**SUPPLIED DATA:**

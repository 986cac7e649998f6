use serde::{Deserialize, Serialize};
use std::sync::Arc;
use tracing::info;
use validator::Validate;

use super::revalidate;
use crate::error::{AllocationError, ServiceError};
use crate::models::seat::{Occupant, PaperSet, Seat, SeatState};
use crate::models::snapshot::RoomEntry;
use crate::seating::paper_set::paper_set_for;
use crate::AppState;

pub const EXTERNAL_COLOR: &str = "#3b82f6";

fn default_color() -> String {
    EXTERNAL_COLOR.to_string()
}

/// Walk-in student placed by hand on an empty seat.
#[derive(Debug, Clone, PartialEq, Eq, Serialize, Deserialize, Validate)]
pub struct ExternalStudent {
    #[validate(length(min = 1, max = 64))]
    pub roll_number: String,
    #[serde(default)]
    pub student_name: Option<String>,
    #[validate(length(min = 1, max = 64))]
    pub batch_label: String,
    #[serde(default = "default_color")]
    pub color: String,
    /// Derived from the seat position when left out.
    #[serde(default)]
    pub paper_set: Option<PaperSet>,
}

impl ExternalStudent {
    pub fn new(roll_number: impl Into<String>, batch_label: impl Into<String>) -> Self {
        Self {
            roll_number: roll_number.into(),
            student_name: None,
            batch_label: batch_label.into(),
            color: default_color(),
            paper_set: None,
        }
    }
}

/// External occupant together with the room it sits in.
#[derive(Debug, Clone, PartialEq, Eq, Serialize)]
pub struct PlacedExternal {
    pub room_name: String,
    pub seat: Seat,
}

fn seat_mut<'a>(
    entry: &'a mut RoomEntry,
    room_name: &str,
    row: usize,
    col: usize,
) -> Result<&'a mut Seat, ServiceError> {
    let (rows, cols) = (entry.inputs.rows, entry.inputs.cols);
    entry.raw_matrix.get_mut(row).and_then(|r| r.get_mut(col)).ok_or_else(|| {
        ServiceError::SeatOutOfRange { room: room_name.to_string(), row, col, rows, cols }
    })
}

pub struct ExternalStudentService {
    state: Arc<AppState>,
}

impl ExternalStudentService {
    pub fn new(state: Arc<AppState>) -> Self {
        Self { state }
    }

    /// Seats `student` on an empty seat of a saved room. Works on finalized
    /// plans too. The roll number must be new to the whole plan.
    pub async fn add_external(
        &self,
        plan_id: &str,
        room_name: &str,
        row: usize,
        col: usize,
        student: ExternalStudent,
    ) -> Result<Seat, ServiceError> {
        student.validate().map_err(AllocationError::from)?;
        let cache = &self.state.cache;
        let others = cache.occupied_rolls(plan_id, room_name).await?;

        let seat = cache
            .patch_room(plan_id, room_name, |entry| {
                let unavailable = |reason: String| ServiceError::SeatUnavailable { row, col, reason };

                if let Some(other_room) = others.get(&student.roll_number) {
                    return Err(unavailable(format!(
                        "{} is already seated in room {:?}",
                        student.roll_number, other_room
                    )));
                }
                if let Some(taken) = entry
                    .raw_matrix
                    .iter()
                    .flatten()
                    .find(|s| s.roll_number() == Some(student.roll_number.as_str()))
                {
                    return Err(unavailable(format!(
                        "{} is already seated at {}",
                        student.roll_number,
                        taken.position()
                    )));
                }

                // generated and external students must not share a batch entry
                if entry.batches.get(&student.batch_label).is_some_and(|b| b.batch_id.is_some()) {
                    return Err(AllocationError::config(format!(
                        "batch label {:?} belongs to a generated batch of room {:?}",
                        student.batch_label, room_name
                    ))
                    .into());
                }

                let target = seat_mut(entry, room_name, row, col)?;
                match &target.state {
                    SeatState::Broken => return Err(unavailable("seat is broken".to_string())),
                    SeatState::Occupied(o) => {
                        return Err(unavailable(format!("seat is taken by {}", o.roll_number)))
                    }
                    SeatState::Unallocated => {}
                }

                let paper_set = student
                    .paper_set
                    .unwrap_or_else(|| paper_set_for(&entry.raw_matrix, row, col, None));
                let occupant = Occupant::external(
                    student.batch_label.clone(),
                    student.color.clone(),
                    student.roll_number.clone(),
                    student.student_name.clone(),
                    paper_set,
                );
                let target = seat_mut(entry, room_name, row, col)?;
                target.state = SeatState::Occupied(occupant);
                let seat = target.clone();

                revalidate(entry, &others)?;
                Ok(seat)
            })
            .await?;

        info!(
            plan_id,
            room = room_name,
            position = %seat.position(),
            roll = %student.roll_number,
            "External student added"
        );
        Ok(seat)
    }

    /// Frees a seat taken by an external student. Generated students cannot be
    /// removed this way.
    pub async fn remove_external(
        &self,
        plan_id: &str,
        room_name: &str,
        row: usize,
        col: usize,
    ) -> Result<Seat, ServiceError> {
        let cache = &self.state.cache;
        let others = cache.occupied_rolls(plan_id, room_name).await?;

        let removed = cache
            .patch_room(plan_id, room_name, |entry| {
                let target = seat_mut(entry, room_name, row, col)?;
                let is_external = target.occupant().is_some_and(|o| o.is_external);
                if !is_external {
                    return Err(ServiceError::SeatUnavailable {
                        row,
                        col,
                        reason: "no external student at this seat".to_string(),
                    });
                }
                let removed = target.clone();
                target.state = SeatState::Unallocated;

                revalidate(entry, &others)?;
                Ok(removed)
            })
            .await?;

        info!(plan_id, room = room_name, position = %removed.position(), "External student removed");
        Ok(removed)
    }

    /// Every external student of a plan, room by room.
    pub async fn list_externals(&self, plan_id: &str) -> Result<Vec<PlacedExternal>, ServiceError> {
        let Some(snapshot) = self.state.cache.load_snapshot(plan_id).await? else {
            return Ok(Vec::new());
        };
        let mut placed = Vec::new();
        for (room_name, room) in &snapshot.rooms {
            for seat in room.raw_matrix.iter().flatten() {
                if seat.occupant().is_some_and(|o| o.is_external) {
                    placed.push(PlacedExternal { room_name: room_name.clone(), seat: seat.clone() });
                }
            }
        }
        Ok(placed)
    }
}

#[cfg(test)]
mod tests {
    use super::*;
    use crate::cache::{MemoryStore, Store};
    use crate::config::Config;
    use crate::models::plan::GenerationRequest;
    use crate::services::SeatingService;

    async fn planned_room() -> (Arc<AppState>, String) {
        let state = AppState::with_store(Config::in_memory(), Store::Memory(MemoryStore::new()));
        let plan_id = state.cache.create_plan(Some("exam-1")).await.unwrap();
        let request = GenerationRequest::new(3, 4, 1).with_roster(1, ["R1", "R2", "R3"]);
        SeatingService::new(state.clone())
            .generate_room(&plan_id, "101", request)
            .await
            .unwrap();
        (state, plan_id)
    }

    async fn first_empty(state: &AppState, plan_id: &str) -> Seat {
        state.cache.empty_seats(plan_id, "101").await.unwrap().remove(0)
    }

    #[tokio::test]
    async fn add_then_remove_external() {
        let (state, plan_id) = planned_room().await;
        let service = ExternalStudentService::new(state.clone());
        let empty = first_empty(&state, &plan_id).await;

        let seat = service
            .add_external(&plan_id, "101", empty.row, empty.col, ExternalStudent::new("X1", "Guest"))
            .await
            .unwrap();
        let occupant = seat.occupant().unwrap();
        assert!(occupant.is_external);
        assert_eq!(occupant.color, EXTERNAL_COLOR);
        assert_eq!(occupant.paper_set, Some(PaperSet::checkerboard(empty.row, empty.col)));

        let room = state.cache.load_room_entry(&plan_id, "101").await.unwrap().unwrap();
        assert_eq!(room.summary.total_allocated_students, 4);
        assert_eq!(room.batches["Guest"].students.len(), 1);
        assert_eq!(service.list_externals(&plan_id).await.unwrap().len(), 1);

        service.remove_external(&plan_id, "101", empty.row, empty.col).await.unwrap();
        let room = state.cache.load_room_entry(&plan_id, "101").await.unwrap().unwrap();
        assert_eq!(room.summary.total_allocated_students, 3);
        assert!(!room.batches.contains_key("Guest"));
    }

    #[tokio::test]
    async fn taken_broken_and_out_of_range_seats_are_refused() {
        let (state, plan_id) = planned_room().await;
        let service = ExternalStudentService::new(state.clone());

        let taken = service
            .add_external(&plan_id, "101", 0, 0, ExternalStudent::new("X1", "Guest"))
            .await;
        assert!(matches!(taken, Err(ServiceError::SeatUnavailable { .. })));

        let outside = service
            .add_external(&plan_id, "101", 9, 0, ExternalStudent::new("X1", "Guest"))
            .await;
        assert!(matches!(outside, Err(ServiceError::SeatOutOfRange { rows: 3, cols: 4, .. })));

        let empty = first_empty(&state, &plan_id).await;
        let duplicate = service
            .add_external(&plan_id, "101", empty.row, empty.col, ExternalStudent::new("R1", "Guest"))
            .await;
        assert!(matches!(duplicate, Err(ServiceError::SeatUnavailable { .. })));
    }

    #[tokio::test]
    async fn generated_batch_labels_are_refused() {
        let (state, plan_id) = planned_room().await;
        let service = ExternalStudentService::new(state.clone());
        let empty = first_empty(&state, &plan_id).await;
        let before = state.cache.load_room_entry(&plan_id, "101").await.unwrap().unwrap();

        let clash = service
            .add_external(&plan_id, "101", empty.row, empty.col, ExternalStudent::new("X1", "Batch 1"))
            .await;
        assert!(matches!(clash, Err(ServiceError::Allocation(AllocationError::Configuration(_)))));

        let after = state.cache.load_room_entry(&plan_id, "101").await.unwrap().unwrap();
        assert_eq!(before, after);
        assert_eq!(after.batches["Batch 1"].students.len(), 3);
    }

    #[tokio::test]
    async fn generated_students_cannot_be_removed() {
        let (state, plan_id) = planned_room().await;
        let service = ExternalStudentService::new(state);
        let result = service.remove_external(&plan_id, "101", 0, 0).await;
        assert!(matches!(result, Err(ServiceError::SeatUnavailable { .. })));
    }

    #[tokio::test]
    async fn finalized_plans_accept_externals() {
        let (state, plan_id) = planned_room().await;
        state.cache.finalize(&plan_id, None).await.unwrap();
        let empty = first_empty(&state, &plan_id).await;

        ExternalStudentService::new(state.clone())
            .add_external(&plan_id, "101", empty.row, empty.col, ExternalStudent::new("X9", "Guest"))
            .await
            .unwrap();
        let snapshot = state.cache.load_snapshot(&plan_id).await.unwrap().unwrap();
        assert!(snapshot.is_finalized());
        assert_eq!(snapshot.metadata.total_students, 4);
    }

    #[test]
    fn empty_roll_is_rejected() {
        assert!(ExternalStudent::new("", "Guest").validate().is_err());
    }
}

**YOUR OBJECTIVE:**
Could you return, word for word, only the lines running from the first line of the material above to the line that contains "col, rows, cols", inclusive?

**SOLVED EXERCISE:**
repository 986cac7e649998f6
use serde::{Deserialize, Serialize};
use std::sync::Arc;
use tracing::info;
use validator::Validate;

use super::revalidate;
use crate::error::{AllocationError, ServiceError};
use crate::models::seat::{Occupant, PaperSet, Seat, SeatState};
use crate::models::snapshot::RoomEntry;
use crate::seating::paper_set::paper_set_for;
use crate::AppState;

pub const EXTERNAL_COLOR: &str = "#3b82f6";

fn default_color() -> String {
    EXTERNAL_COLOR.to_string()
}

/// Walk-in student placed by hand on an empty seat.
#[derive(Debug, Clone, PartialEq, Eq, Serialize, Deserialize, Validate)]
pub struct ExternalStudent {
    #[validate(length(min = 1, max = 64))]
    pub roll_number: String,
    #[serde(default)]
    pub student_name: Option<String>,
    #[validate(length(min = 1, max = 64))]
    pub batch_label: String,
    #[serde(default = "default_color")]
    pub color: String,
    /// Derived from the seat position when left out.
    #[serde(default)]
    pub paper_set: Option<PaperSet>,
}

impl ExternalStudent {
    pub fn new(roll_number: impl Into<String>, batch_label: impl Into<String>) -> Self {
        Self {
            roll_number: roll_number.into(),
            student_name: None,
            batch_label: batch_label.into(),
            color: default_color(),
            paper_set: None,
        }
    }
}

/// External occupant together with the room it sits in.
#[derive(Debug, Clone, PartialEq, Eq, Serialize)]
pub struct PlacedExternal {
    pub room_name: String,
    pub seat: Seat,
}

fn seat_mut<'a>(
    entry: &'a mut RoomEntry,
    room_name: &str,
    row: usize,
    col: usize,
) -> Result<&'a mut Seat, ServiceError> {
    let (rows, cols) = (entry.inputs.rows, entry.inputs.cols);
    entry.raw_matrix.get_mut(row).and_then(|r| r.get_mut(col)).ok_or_else(|| {
        ServiceError::SeatOutOfRange { room: room_name.to_string(), row, col, rows, cols }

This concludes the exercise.